Management of AMOs across different chains differs depending on their type. Some of them are managed by the governance or guardian multisig on the corresponding chain. Others are managed fully automatically via trustless smart contracts or directly via the Timelock of the protocol on the corresponding chain.
The state and size of Angle AMOs for all its stablecoins can be tracked in real-time on Angle Analytics dashboard.
In terms of lending AMOs, the protocol uses Morpho to delegate its borrowing facility on Ethereum and invests USDA on a vault which risk is managed by Gauntlet. The protocol also has a 100k EURA AMO on Aave V3 on Polygon.
Liquidity AMOs
Angle also uses liquidity AMOs to seed some pools with EURA and/or USDA liquidity. The idea is to either match some of the protocol's reserves with EURA/USDA minted from AMOs or to mint both EURA and USDA to provide liquidity.
In this last case, EURA ends up being backed by USDA when people swap USDA to EURA and conversely, and the balance sheets of the two stablecoins become correlated up to the size of this AMO.
While liquidity AMOs expose the protocol to a potential divergence loss + loss versus rebalancing risk, they also help bootstrapping Angle stablecoins liquidity without relying on individual LPs from start. Their size and balances are in any monitored in real-time to make sure that the potential loss or bad debt never grows beyond an acceptable size with respect to the protocol equity.
Implications of AMOs
By making Angle stablecoins more easily accessible on some protocols, AMOs widen the user base of the protocol. They can also be an interesting source of revenue for the protocol (from lending yield or transaction fees).
It's important to note though that AMOs are not completely neutral on the protocols on which they are taking place. On a lending market for instance, having an AMO reduces both the deposit and borrow APYs hence reducing yield opportunities for lenders while making it easier for borrowers.

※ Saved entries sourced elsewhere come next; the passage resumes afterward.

//! Drains queued jobs through the analysis engine.

use crate::analysis::engine::AnalysisEngine;
use crate::analysis::session::AnalysisSession;
use crate::models::{Job, JobOutcome};
use indicatif::{ProgressBar, ProgressStyle};
use std::path::PathBuf;
use std::time::{Duration, Instant};
use tracing::{info, warn};

/// Notified around every job the runner executes.
pub trait TaskListener {
    fn started(&self, _job: &Job) {}

    /// Called once per dequeued job, whether the engine succeeded or not.
    fn ended(&self, job: &Job, outcome: &JobOutcome);
}

/// Listener that reports job progress through `tracing`.
pub struct LoggingListener;

impl TaskListener for LoggingListener {
    fn started(&self, job: &Job) {
        info!(
            "Analyzing {} files in {} ({} trigger)",
            job.files().len(),
            job.scope(),
            job.trigger()
        );
    }

    fn ended(&self, job: &Job, outcome: &JobOutcome) {
        match outcome.error {
            None => info!(
                "Finished {}: {} issues in {:.1}s",
                job.scope(),
                outcome.issues.len(),
                outcome.duration_seconds
            ),
            Some(ref error) => warn!("Analysis of {} failed: {}", job.scope(), error),
        }
    }
}

/// Pulls jobs from a session one at a time and runs them.
pub struct TaskRunner<E> {
    engine: E,
    listeners: Vec<Box<dyn TaskListener>>,
    show_progress: bool,
}

impl<E: AnalysisEngine> TaskRunner<E> {
    pub fn new(engine: E) -> Self {
        Self {
            engine,
            listeners: Vec::new(),
            show_progress: false,
        }
    }

    pub fn with_listener(mut self, listener: impl TaskListener + 'static) -> Self {
        self.listeners.push(Box::new(listener));
        self
    }

    /// Show a spinner while jobs run.
    pub fn show_progress(mut self, enabled: bool) -> Self {
        self.show_progress = enabled;
        self
    }

    pub fn engine(&self) -> &E {
        &self.engine
    }

    /// Run the next queued job, if there is one.
    ///
    /// The session lock is released before the engine runs, so triggers can
    /// keep queueing work while a job is in progress.
    pub async fn run_next(&self, session: &AnalysisSession) -> Option<JobOutcome> {
        let job = session.next_job().await?;
        Some(self.run_job(session, job).await)
    }

    /// Run jobs until the queue is empty.
    pub async fn drain(&self, session: &AnalysisSession) -> Vec<JobOutcome> {
        let spinner = self.spinner();
        let mut outcomes = Vec::new();

        while let Some(job) = session.next_job().await {
            if let Some(ref pb) = spinner {
                pb.set_message(format!("{} ({} files)", job.scope(), job.files().len()));
            }

            outcomes.push(self.run_job(session, job).await);

            if let Some(ref pb) = spinner {
                pb.inc(1);
            }
        }

        if let Some(pb) = spinner {
            pb.finish_and_clear();
        }

        outcomes
    }

    async fn run_job(&self, session: &AnalysisSession, job: Job) -> JobOutcome {
        for listener in &self.listeners {
            listener.started(&job);
        }

        let start = Instant::now();
        let files: Vec<PathBuf> = job.files().iter().cloned().collect();
        let result = self
            .engine
            .analyze(session.project().root(), job.scope(), &files)
            .await;

        let (issues, error) = match result {
            Ok(issues) => (issues, None),
            Err(e) => (Vec::new(), Some(e.to_string())),
        };

        let outcome = JobOutcome {
            scope: job.scope().clone(),
            trigger: job.trigger(),
            files: files.iter().map(|f| f.display().to_string()).collect(),
            issues,
            error,
            duration_seconds: start.elapsed().as_secs_f64(),
        };

        for listener in &self.listeners {
            listener.ended(&job, &outcome);
        }

        outcome
    }

    fn spinner(&self) -> Option<ProgressBar> {
        if !self.show_progress {
            return None;
        }

        let pb = ProgressBar::new_spinner();
        if let Ok(style) = ProgressStyle::default_spinner()
            .template("{spinner:.green} [{elapsed_precise}] {pos} jobs done, running {msg}")
        {
            pb.set_style(style);
        }
        pb.enable_steady_tick(Duration::from_millis(120));
        Some(pb)
    }
}
//! Configuration file handling.
//!
//! This module handles loading and merging configuration from
//! `.auditq.toml` files.

use anyhow::{bail, Context, Result};
use serde::{Deserialize, Serialize};
use std::path::Path;

/// Name of the configuration file looked up in the working directory.
pub const CONFIG_FILE: &str = ".auditq.toml";

/// Root configuration structure.
#[derive(Debug, Clone, Default, Serialize, Deserialize)]
pub struct Config {
    /// General settings.
    #[serde(default)]
    pub general: GeneralConfig,

    /// Job queue settings.
    #[serde(default)]
    pub queue: QueueConfig,

    /// Analysis engine settings.
    #[serde(default)]
    pub engine: EngineConfig,

    /// Scanner settings.
    #[serde(default)]
    pub scanner: ScannerConfig,

    /// Scope (module) layout.
    #[serde(default)]
    pub scopes: ScopesConfig,
}

/// General application settings.
#[derive(Debug, Clone, Serialize, Deserialize)]
pub struct GeneralConfig {
    /// Default output file path.
    #[serde(default = "default_output")]
    pub output: String,

    /// Enable verbose logging by default.
    #[serde(default)]
    pub verbose: bool,
}

impl Default for GeneralConfig {
    fn default() -> Self {
        Self {
            output: default_output(),
            verbose: false,
        }
    }
}

fn default_output() -> String {
    "auditq_report.md".to_string()
}

/// Job queue settings.
#[derive(Debug, Clone, Serialize, Deserialize)]
pub struct QueueConfig {
    /// Maximum number of pending jobs.
    #[serde(default = "default_capacity")]
    pub capacity: usize,

    /// Merge new jobs into queued jobs for the same scope.
    #[serde(default = "default_true")]
    pub coalesce: bool,

    /// Also merge jobs from explicit user actions.
    #[serde(default = "default_true")]
    pub coalesce_manual: bool,
}

impl Default for QueueConfig {
    fn default() -> Self {
        Self {
            capacity: default_capacity(),
            coalesce: true,
            coalesce_manual: true,
        }
    }
}

fn default_capacity() -> usize {
    crate::queue::JobQueue::CAPACITY
}

fn default_true() -> bool {
    true
}

/// External analysis engine settings.
#[derive(Debug, Clone, Serialize, Deserialize)]
pub struct EngineConfig {
    /// Executable invoked once per job.
    #[serde(default = "default_engine_command")]
    pub command: String,

    /// Arguments placed before the target files.
    #[serde(default)]
    pub args: Vec<String>,

    /// Per-job timeout in seconds.
    #[serde(default = "default_timeout")]
    pub timeout_seconds: u64,
}

impl Default for EngineConfig {
    fn default() -> Self {
        Self {
            command: default_engine_command(),
            args: Vec::new(),
            timeout_seconds: default_timeout(),
        }
    }
}

fn default_engine_command() -> String {
    "auditq-engine".to_string()
}

fn default_timeout() -> u64 {
    300
}

/// File scanner settings.
#[derive(Debug, Clone, Serialize, Deserialize)]
pub struct ScannerConfig {
    /// Maximum files collected by a full scan.
    #[serde(default = "default_max_files")]
    pub max_files: usize,

    /// File extensions to include.
    #[serde(default = "default_extensions")]
    pub extensions: Vec<String>,

    /// Directory or file names to exclude.
    #[serde(default = "default_excludes")]
    pub excludes: Vec<String>,

    /// Maximum file size in bytes.
    #[serde(default = "default_max_file_size")]
    pub max_file_size: u64,
}

impl Default for ScannerConfig {
    fn default() -> Self {
        Self {
            max_files: default_max_files(),
            extensions: default_extensions(),
            excludes: default_excludes(),
            max_file_size: default_max_file_size(),
        }
    }
}

fn default_max_files() -> usize {
    1000
}

fn default_extensions() -> Vec<String> {
    vec![
        "rs", "py", "js", "ts", "jsx", "tsx", "go", "java", "kt", "c", "cpp", "h", "hpp", "cs",
        "rb", "php", "swift", "scala",
    ]
    .into_iter()
    .map(String::from)
    .collect()
}

fn default_excludes() -> Vec<String> {
    vec![
        ".git",
        "target",
        "node_modules",
        "vendor",
        "dist",
        "build",
        "__pycache__",
        ".venv",
        "venv",
        ".idea",
        ".vscode",
    ]
    .into_iter()
    .map(String::from)
    .collect()
}

fn default_max_file_size() -> u64 {
    1024 * 1024 // 1MB
}

/// Scope (module) layout of the project.
#[derive(Debug, Clone, Default, Serialize, Deserialize)]
pub struct ScopesConfig {
    /// Module roots relative to the project root, e.g. `["crates/core", "app"]`.
    /// When empty, each top-level directory is its own scope.
    #[serde(default)]
    pub roots: Vec<String>,
}

impl Config {
    /// Load configuration from a file path.
    pub fn load(path: &Path) -> Result<Self> {
        let content = std::fs::read_to_string(path)
            .with_context(|| format!("Failed to read config file: {}", path.display()))?;

        let config: Config = toml::from_str(&content)
            .with_context(|| format!("Failed to parse config file: {}", path.display()))?;

        Ok(config)
    }

    /// Try to load configuration from the default location.
    ///
    /// Returns `Ok(None)` if the file doesn't exist, `Err` if it exists but can't be parsed.
    pub fn load_default() -> Result<Option<Self>> {
        Self::load_from_dir(Path::new("."))
    }

    /// Try to load configuration from a project directory.
    pub fn load_from_dir(dir: &Path) -> Result<Option<Self>> {
        let config_path = dir.join(CONFIG_FILE);

        if config_path.exists() {
            Ok(Some(Self::load(&config_path)?))
        } else {
            Ok(None)
        }
    }

    /// Merge this configuration with CLI arguments.
    ///
    /// Only explicitly provided CLI values override the file.
    pub fn merge_with_args(&mut self, args: &crate::cli::Args) {
        if let Some(capacity) = args.capacity {
            self.queue.capacity = capacity;
        }
        if args.no_coalesce {
            self.queue.coalesce = false;
        }

        if let Some(ref command) = args.engine {
            self.engine.command = command.clone();
        }
        if !args.engine_arg.is_empty() {
            self.engine.args = args.engine_arg.clone();
        }
        if let Some(timeout) = args.timeout {
            self.engine.timeout_seconds = timeout;
        }

        if let Some(max_files) = args.max_files {
            self.scanner.max_files = max_files;
        }
        if let Some(ref extensions) = args.extensions {
            self.scanner.extensions = extensions.clone();
        }
        if let Some(ref excludes) = args.exclude {
            self.scanner.excludes = excludes.clone();
        }

        if let Some(ref output) = args.output {
            self.general.output = output.display().to_string();
        }
        if args.verbose {
            self.general.verbose = true;
        }
    }

    /// Reject settings that would make every job fail or be dropped.
    pub fn validate(&self) -> Result<()> {
        if self.queue.capacity == 0 {
            bail!("queue.capacity must be at least 1");
        }
        if self.engine.timeout_seconds == 0 {
            bail!("engine.timeout_seconds must be at least 1");
        }
        if self.engine.command.trim().is_empty() {
            bail!("engine.command must not be empty");
        }
        if self.scanner.max_files == 0 {
            bail!("scanner.max_files must be at least 1");
        }
        if self.scanner.extensions.is_empty() {
            bail!("scanner.extensions must list at least one extension");
        }
        Ok(())
    }

    /// Log level from `general.verbose`; `quiet` wins.
    pub fn log_level(&self, quiet: bool) -> tracing::Level {
        if quiet {
            tracing::Level::ERROR
        } else if self.general.verbose {
            tracing::Level::DEBUG
        } else {
            tracing::Level::INFO
        }
    }

    /// Generate a default configuration file content.
    pub fn default_toml() -> Result<String> {
        let config = Config::default();
        toml::to_string_pretty(&config).context("Failed to serialize default config")
    }
}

Another issue as well is that having AMOs on a protocol (like Aave or Morpho) means that the risk of Angle becomes to some extent the risk of the underlying protocol. If Angle lends 1m EURA on Aave and Aave gets hacked, then the Angle protocol also makes a loss.
As such, AMOs are a powerful tool to expand Angle stablecoins use cases in DeFi as well as protocol revenue, but they do not come without any risk, and every new AMO type is carefully calibered by Angle governance to control systemic risk before being put in place.